Monday, December 7, 2015

Single Family Zoning in Seattle and The Limited Logic of Euclid

I'd wanted to write a few words about the recent controversy over single-family zoning Seattle, but that debate has been addressed so well and thoroughly by other writers that I'm not going to rehash the details.  Apart from the local politics of that debate, one thing that it has accomplished is to assist in highlighting exactly what single-family zoning means in an American context.

Although it sounds self-explanatory, the term "single-family home" has a distinct perception and legal meaning that goes well beyond the mere physical form of a dwelling.  Through a series of court cases, including the Euclid v. Ambler decision, American courts have gradually allowed the enshrinement of this perception into law with hardly so much as a dissenting opinion.

Many of those debating single-family zoning in Seattle (and in other cities) take these various legal incidents for granted as an integral part of an area devoted to standalone houses, although they are conceptually and legally separable.

The American Conception of the "Single-Family Home"

The typical American single-family home, and the zone within which it lies, are defined by (at least) five key legal elements which I've laid out below.  I call this conception "American" in line with Sonia Hirt's analysis in her recent book, Zoned in the USA, where she discusses how the single-family zone, as defined below, is a century-old American invention, and is rarely found in the land use codes and regulations in other countries.
Although the the debate generally focuses on the third of these (limitations on units), and sometimes the fourth, each of these supporting elements are essential to sustaining the American ideal of the single-family zone.  Remove any of them and the concept breaks down.

That allowing some non-residential uses would transform single-family areas seems too obvious to mention, although the consequences of doing so are often greatly exaggerated.  Many residential streets are simply not economically viable sites for commercial activity, and certainly not those which depend on a high volume of customers.

An abolition of minimum lot sizes, in fact, might be even more transformative.  On the typical housing lot of 6,000 square feet bordering street and alley, three or more detached homes might be built.  On Twitter,  Mike Eliason provided a photo of how this very result was feared by the incumbent homeowners of the 1920s (at right).  These were single-family detached homes, to be sure, but they violated the perception of what a proper single-family home should be (aside from stirring up various other anxieties and prejudices).

Setbacks and FAR limitations predated limitations on units, and in conjunction with minimum lot sizes were used to achieve the same result, as well as to enforce aesthetic preferences (specifically, for large front lawns).  With their intention of making impractical and uneconomical all but detached, one-family houses, they incidentally also forbid other types of single-family housing, including the ancient typologies of courtyard homes and rowhouses.

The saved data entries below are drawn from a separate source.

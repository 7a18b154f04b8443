//! CLI command definitions.
//!
//! This module defines the structure of all CLI subcommands.

use std::path::PathBuf;

use clap::{Args, Subcommand, ValueEnum};

use crate::config::Config;
use crate::dataset::DatasetFile;
use crate::error::Result;
use crate::plots::PlotFormat;

/// Run command arguments.
#[derive(Debug, Default, Args)]
pub struct RunCommand {
    /// Only process this dataset (repeatable, e.g. benin-malanville)
    #[arg(short, long, value_name = "NAME")]
    pub dataset: Vec<String>,

    /// Directory containing the input CSV files
    #[arg(long, value_name = "DIR")]
    pub data_dir: Option<PathBuf>,

    /// Directory receiving plots, summaries and cleaned data
    #[arg(short, long, value_name = "DIR")]
    pub output_dir: Option<PathBuf>,

    /// Skip plot rendering
    #[arg(long)]
    pub no_plots: bool,

    /// Image format for plots
    #[arg(short, long, value_enum)]
    pub format: Option<PlotFormatArg>,

    /// Output reports as JSON
    #[arg(short, long)]
    pub json: bool,
}

impl RunCommand {
    /// Overlay command-line overrides onto the loaded configuration.
    ///
    /// # Errors
    ///
    /// Returns an error if the resulting configuration is invalid.
    pub fn apply(&self, config: &mut Config) -> Result<()> {
        if let Some(dir) = &self.data_dir {
            config.paths.data_dir.clone_from(dir);
        }
        if let Some(dir) = &self.output_dir {
            config.paths.output_dir.clone_from(dir);
        }
        if self.no_plots {
            config.plots.enabled = false;
        }
        if let Some(format) = self.format {
            config.plots.format = format.into();
        }
        config.validate()
    }

    /// Resolve `--dataset` names; empty means every dataset.
    ///
    /// # Errors
    ///
    /// Returns an error for a name that matches no dataset.
    pub fn selection(&self) -> Result<Vec<DatasetFile>> {
        self.dataset
            .iter()
            .map(|name| DatasetFile::from_name(name))
            .collect()
    }
}

/// Datasets command arguments.
#[derive(Debug, Args)]
pub struct DatasetsCommand {
    /// Output as JSON
    #[arg(short, long)]
    pub json: bool,
}

/// Configuration commands.
#[derive(Debug, Subcommand)]
pub enum ConfigCommand {
    /// Show current configuration
    Show {
        /// Output as JSON
        #[arg(short, long)]
        json: bool,
    },

    /// Show the configuration file path
    Path,

    /// Validate configuration
    Validate {
        /// Path to configuration file to validate
        #[arg(short, long)]
        file: Option<PathBuf>,
    },
}

/// Plot format argument.
#[derive(Debug, Clone, Copy, PartialEq, Eq, ValueEnum)]
pub enum PlotFormatArg {
    /// PNG bitmaps
    Png,
    /// SVG vector images
    Svg,
}

impl From<PlotFormatArg> for PlotFormat {
    fn from(arg: PlotFormatArg) -> Self {
        match arg {
            PlotFormatArg::Png => Self::Png,
            PlotFormatArg::Svg => Self::Svg,
        }
    }
}

#[cfg(test)]
mod tests {
    use super::*;

    #[test]
    fn test_plot_format_arg_conversion() {
        assert_eq!(PlotFormat::from(PlotFormatArg::Png), PlotFormat::Png);
        assert_eq!(PlotFormat::from(PlotFormatArg::Svg), PlotFormat::Svg);
    }

    #[test]
    fn test_apply_overrides() {
        let cmd = RunCommand {
            data_dir: Some(PathBuf::from("/srv/solar")),
            output_dir: Some(PathBuf::from("/tmp/out")),
            no_plots: true,
            format: Some(PlotFormatArg::Svg),
            ..RunCommand::default()
        };
        let mut config = Config::default();
        cmd.apply(&mut config).unwrap();

        assert_eq!(config.paths.data_dir, PathBuf::from("/srv/solar"));
        assert_eq!(config.paths.output_dir, PathBuf::from("/tmp/out"));
        assert!(!config.plots.enabled);
        assert_eq!(config.plots.format, PlotFormat::Svg);
    }

    #[test]
    fn test_apply_without_overrides_keeps_config() {
        let mut config = Config::default();
        RunCommand::default().apply(&mut config).unwrap();
        assert_eq!(config, Config::default());
    }

    #[test]
    fn test_apply_rejects_same_dirs() {
        let cmd = RunCommand {
            output_dir: Some(PathBuf::from("data")),
            ..RunCommand::default()
        };
        let mut config = Config::default();
        assert!(cmd.apply(&mut config).is_err());
    }

    #[test]
    fn test_selection() {
        let cmd = RunCommand {
            dataset: vec!["togo-dapaong_qc".to_string()],
            ..RunCommand::default()
        };
        assert_eq!(cmd.selection().unwrap(), vec![DatasetFile::TogoDapaongQc]);
        assert!(RunCommand::default().selection().unwrap().is_empty());

        let bad = RunCommand {
            dataset: vec!["mars".to_string()],
            ..RunCommand::default()
        };
        assert!(bad.selection().is_err());
    }

    #[test]
    fn test_config_command_debug() {
        let cmd = ConfigCommand::Show { json: false };
        let debug_str = format!("{cmd:?}");
        assert!(debug_str.contains("Show"));
    }
}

Limitations on units are the the essence of the single-family designation, and lend the category its name.  This limitation often tests the bounds of rationality and common sense: on what ground, for instance, could one permit single-family homes on lots of 5,000 sq. ft. but prohibit a two-unit structure on 10,000 square feet?  Occupancy limits, covered thoroughly by Alan Durning in a series at the Sightline website, are a means of closing a final loophole and preventing detached, single-unit homes from being adapted to multi-household use as dormitory-style SRO housing with shared kitchen or bathroom spaces.

Zoning Ideology and Housing Prejudice

As should be clear from the above, the single-family zone, far from the straightforward concept that it it pretends to be, is a complex and artificial legal construct with many interlocking parts designed to forbid any deviation, no matter how slight, from the ideal.  Nor is some universal concept which is simply given recognition in law: in many or most countries, the idea of regulating housing in such a manner is not even conceived of. In Japanese zoning law, for instance, only bulk and height are regulated, and no attempt is made to restrict how the space within the building envelope is divided into living quarters.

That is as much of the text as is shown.